| What to work on |
Copy out all lines from the entries below in which "TrackStatus" occurs.

Saved entries:
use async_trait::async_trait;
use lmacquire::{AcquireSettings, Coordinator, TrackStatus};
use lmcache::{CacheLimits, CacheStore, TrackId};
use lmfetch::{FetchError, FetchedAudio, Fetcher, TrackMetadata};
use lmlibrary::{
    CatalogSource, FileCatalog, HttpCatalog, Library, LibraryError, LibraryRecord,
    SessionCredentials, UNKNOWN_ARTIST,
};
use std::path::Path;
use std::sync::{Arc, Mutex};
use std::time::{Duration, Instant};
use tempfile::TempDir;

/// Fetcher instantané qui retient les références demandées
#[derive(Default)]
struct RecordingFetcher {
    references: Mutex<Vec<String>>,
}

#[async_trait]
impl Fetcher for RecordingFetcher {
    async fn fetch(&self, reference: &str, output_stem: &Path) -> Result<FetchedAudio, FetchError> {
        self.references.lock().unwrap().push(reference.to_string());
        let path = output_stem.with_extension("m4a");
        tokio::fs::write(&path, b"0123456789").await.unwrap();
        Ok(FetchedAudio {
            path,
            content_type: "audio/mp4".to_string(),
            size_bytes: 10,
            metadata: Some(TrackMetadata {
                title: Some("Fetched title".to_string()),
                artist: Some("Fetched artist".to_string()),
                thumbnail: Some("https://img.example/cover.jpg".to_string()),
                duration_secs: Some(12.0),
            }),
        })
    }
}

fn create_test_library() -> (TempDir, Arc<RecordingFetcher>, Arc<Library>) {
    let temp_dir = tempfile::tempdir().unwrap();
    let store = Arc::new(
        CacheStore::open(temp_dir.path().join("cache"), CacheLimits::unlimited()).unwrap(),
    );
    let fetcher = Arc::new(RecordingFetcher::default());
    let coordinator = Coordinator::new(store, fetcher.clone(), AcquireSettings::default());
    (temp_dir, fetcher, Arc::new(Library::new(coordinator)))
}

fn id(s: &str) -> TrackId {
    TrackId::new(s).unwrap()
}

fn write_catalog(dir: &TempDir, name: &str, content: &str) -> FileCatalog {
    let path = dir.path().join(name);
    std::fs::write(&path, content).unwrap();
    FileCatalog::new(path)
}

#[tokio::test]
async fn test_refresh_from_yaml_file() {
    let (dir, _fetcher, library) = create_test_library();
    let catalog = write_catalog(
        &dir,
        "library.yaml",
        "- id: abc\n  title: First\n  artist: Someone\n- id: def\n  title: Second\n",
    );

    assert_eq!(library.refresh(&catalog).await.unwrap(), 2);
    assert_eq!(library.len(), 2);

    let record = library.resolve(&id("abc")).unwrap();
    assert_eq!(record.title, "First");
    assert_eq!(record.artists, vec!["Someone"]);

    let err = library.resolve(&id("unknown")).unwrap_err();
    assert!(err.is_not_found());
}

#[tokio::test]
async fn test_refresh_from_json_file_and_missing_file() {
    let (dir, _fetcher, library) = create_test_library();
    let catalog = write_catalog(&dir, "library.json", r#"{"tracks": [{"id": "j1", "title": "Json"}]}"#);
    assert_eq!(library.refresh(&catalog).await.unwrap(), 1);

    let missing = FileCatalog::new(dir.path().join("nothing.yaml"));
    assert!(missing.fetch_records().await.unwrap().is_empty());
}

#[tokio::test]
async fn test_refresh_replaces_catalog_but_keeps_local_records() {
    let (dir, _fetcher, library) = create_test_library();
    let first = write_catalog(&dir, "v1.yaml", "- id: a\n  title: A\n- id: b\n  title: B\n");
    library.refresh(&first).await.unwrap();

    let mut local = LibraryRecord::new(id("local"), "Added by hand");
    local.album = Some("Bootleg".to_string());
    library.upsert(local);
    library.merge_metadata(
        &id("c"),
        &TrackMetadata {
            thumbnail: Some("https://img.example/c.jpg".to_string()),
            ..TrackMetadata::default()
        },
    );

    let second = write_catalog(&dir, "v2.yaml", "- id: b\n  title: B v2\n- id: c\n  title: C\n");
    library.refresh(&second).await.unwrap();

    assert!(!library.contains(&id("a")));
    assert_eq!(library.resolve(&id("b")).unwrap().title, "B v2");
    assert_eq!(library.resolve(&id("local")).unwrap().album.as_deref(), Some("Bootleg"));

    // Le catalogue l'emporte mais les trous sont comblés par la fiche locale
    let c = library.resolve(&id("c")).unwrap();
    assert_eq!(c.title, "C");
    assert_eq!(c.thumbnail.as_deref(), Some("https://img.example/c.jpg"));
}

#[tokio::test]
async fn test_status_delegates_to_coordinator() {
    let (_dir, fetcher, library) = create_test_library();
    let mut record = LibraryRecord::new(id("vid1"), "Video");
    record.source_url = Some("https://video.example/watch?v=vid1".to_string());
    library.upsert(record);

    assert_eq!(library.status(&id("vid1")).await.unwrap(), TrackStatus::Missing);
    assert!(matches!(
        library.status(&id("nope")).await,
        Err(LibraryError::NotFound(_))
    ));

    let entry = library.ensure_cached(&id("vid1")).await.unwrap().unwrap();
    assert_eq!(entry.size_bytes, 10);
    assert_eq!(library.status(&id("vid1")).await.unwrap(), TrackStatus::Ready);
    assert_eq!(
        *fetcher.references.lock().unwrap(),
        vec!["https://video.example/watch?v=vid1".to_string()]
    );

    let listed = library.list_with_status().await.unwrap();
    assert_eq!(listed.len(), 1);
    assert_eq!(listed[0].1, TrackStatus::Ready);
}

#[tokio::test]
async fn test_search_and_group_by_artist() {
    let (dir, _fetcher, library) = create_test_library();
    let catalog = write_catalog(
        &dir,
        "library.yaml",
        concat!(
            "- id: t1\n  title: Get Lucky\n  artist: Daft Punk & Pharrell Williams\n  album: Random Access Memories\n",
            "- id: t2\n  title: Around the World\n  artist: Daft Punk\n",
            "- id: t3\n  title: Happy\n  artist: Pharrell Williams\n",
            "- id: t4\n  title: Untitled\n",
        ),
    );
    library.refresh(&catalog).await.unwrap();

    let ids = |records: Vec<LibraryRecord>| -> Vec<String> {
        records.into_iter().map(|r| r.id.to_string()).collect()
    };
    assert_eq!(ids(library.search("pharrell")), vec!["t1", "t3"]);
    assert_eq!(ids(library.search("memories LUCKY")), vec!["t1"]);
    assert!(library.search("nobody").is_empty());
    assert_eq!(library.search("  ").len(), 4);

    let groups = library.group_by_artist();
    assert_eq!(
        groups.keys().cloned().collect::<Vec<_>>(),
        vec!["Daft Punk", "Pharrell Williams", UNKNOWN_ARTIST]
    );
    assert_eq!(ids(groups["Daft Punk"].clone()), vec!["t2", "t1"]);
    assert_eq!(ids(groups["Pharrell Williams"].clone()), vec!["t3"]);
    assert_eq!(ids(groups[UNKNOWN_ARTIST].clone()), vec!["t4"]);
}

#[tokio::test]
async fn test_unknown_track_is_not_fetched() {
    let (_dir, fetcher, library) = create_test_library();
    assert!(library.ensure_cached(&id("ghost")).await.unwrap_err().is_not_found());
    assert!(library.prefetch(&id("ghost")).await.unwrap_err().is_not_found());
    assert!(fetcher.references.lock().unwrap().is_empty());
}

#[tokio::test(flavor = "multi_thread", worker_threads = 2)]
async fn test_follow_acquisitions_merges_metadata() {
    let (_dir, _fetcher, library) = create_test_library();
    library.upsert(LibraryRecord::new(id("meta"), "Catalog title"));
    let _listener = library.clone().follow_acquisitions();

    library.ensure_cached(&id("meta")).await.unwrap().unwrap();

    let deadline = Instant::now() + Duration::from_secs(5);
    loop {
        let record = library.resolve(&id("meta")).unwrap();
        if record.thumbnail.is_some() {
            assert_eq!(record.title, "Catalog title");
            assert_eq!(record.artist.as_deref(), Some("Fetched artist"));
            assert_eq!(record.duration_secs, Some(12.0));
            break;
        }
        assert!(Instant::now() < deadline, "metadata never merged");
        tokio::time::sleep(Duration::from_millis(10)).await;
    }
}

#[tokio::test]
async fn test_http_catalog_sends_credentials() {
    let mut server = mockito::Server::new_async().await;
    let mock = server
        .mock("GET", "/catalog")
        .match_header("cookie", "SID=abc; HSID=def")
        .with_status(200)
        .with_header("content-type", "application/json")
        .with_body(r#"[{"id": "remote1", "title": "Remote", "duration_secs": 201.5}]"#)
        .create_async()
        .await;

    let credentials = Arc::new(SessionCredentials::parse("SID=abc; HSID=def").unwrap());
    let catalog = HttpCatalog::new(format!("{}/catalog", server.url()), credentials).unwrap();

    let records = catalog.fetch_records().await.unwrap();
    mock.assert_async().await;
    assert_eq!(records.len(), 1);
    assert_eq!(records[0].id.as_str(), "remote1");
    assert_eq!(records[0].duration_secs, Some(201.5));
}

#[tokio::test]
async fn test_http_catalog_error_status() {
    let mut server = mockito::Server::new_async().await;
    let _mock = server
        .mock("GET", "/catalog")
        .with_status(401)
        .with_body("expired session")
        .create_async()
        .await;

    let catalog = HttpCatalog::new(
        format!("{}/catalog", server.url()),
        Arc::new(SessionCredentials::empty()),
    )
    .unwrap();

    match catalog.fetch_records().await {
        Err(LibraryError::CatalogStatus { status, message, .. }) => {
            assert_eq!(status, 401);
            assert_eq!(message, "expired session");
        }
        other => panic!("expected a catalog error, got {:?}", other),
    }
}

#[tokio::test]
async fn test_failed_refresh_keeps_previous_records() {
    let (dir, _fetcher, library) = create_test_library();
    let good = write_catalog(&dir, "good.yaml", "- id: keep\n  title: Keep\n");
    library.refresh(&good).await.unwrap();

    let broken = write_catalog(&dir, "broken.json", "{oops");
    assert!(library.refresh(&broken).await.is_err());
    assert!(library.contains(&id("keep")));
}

| Exercise result |
use lmacquire::{AcquireSettings, Coordinator, TrackStatus};
    assert_eq!(library.status(&id("vid1")).await.unwrap(), TrackStatus::Missing);
    assert_eq!(library.status(&id("vid1")).await.unwrap(), TrackStatus::Ready);
    assert_eq!(listed[0].1, TrackStatus::Ready);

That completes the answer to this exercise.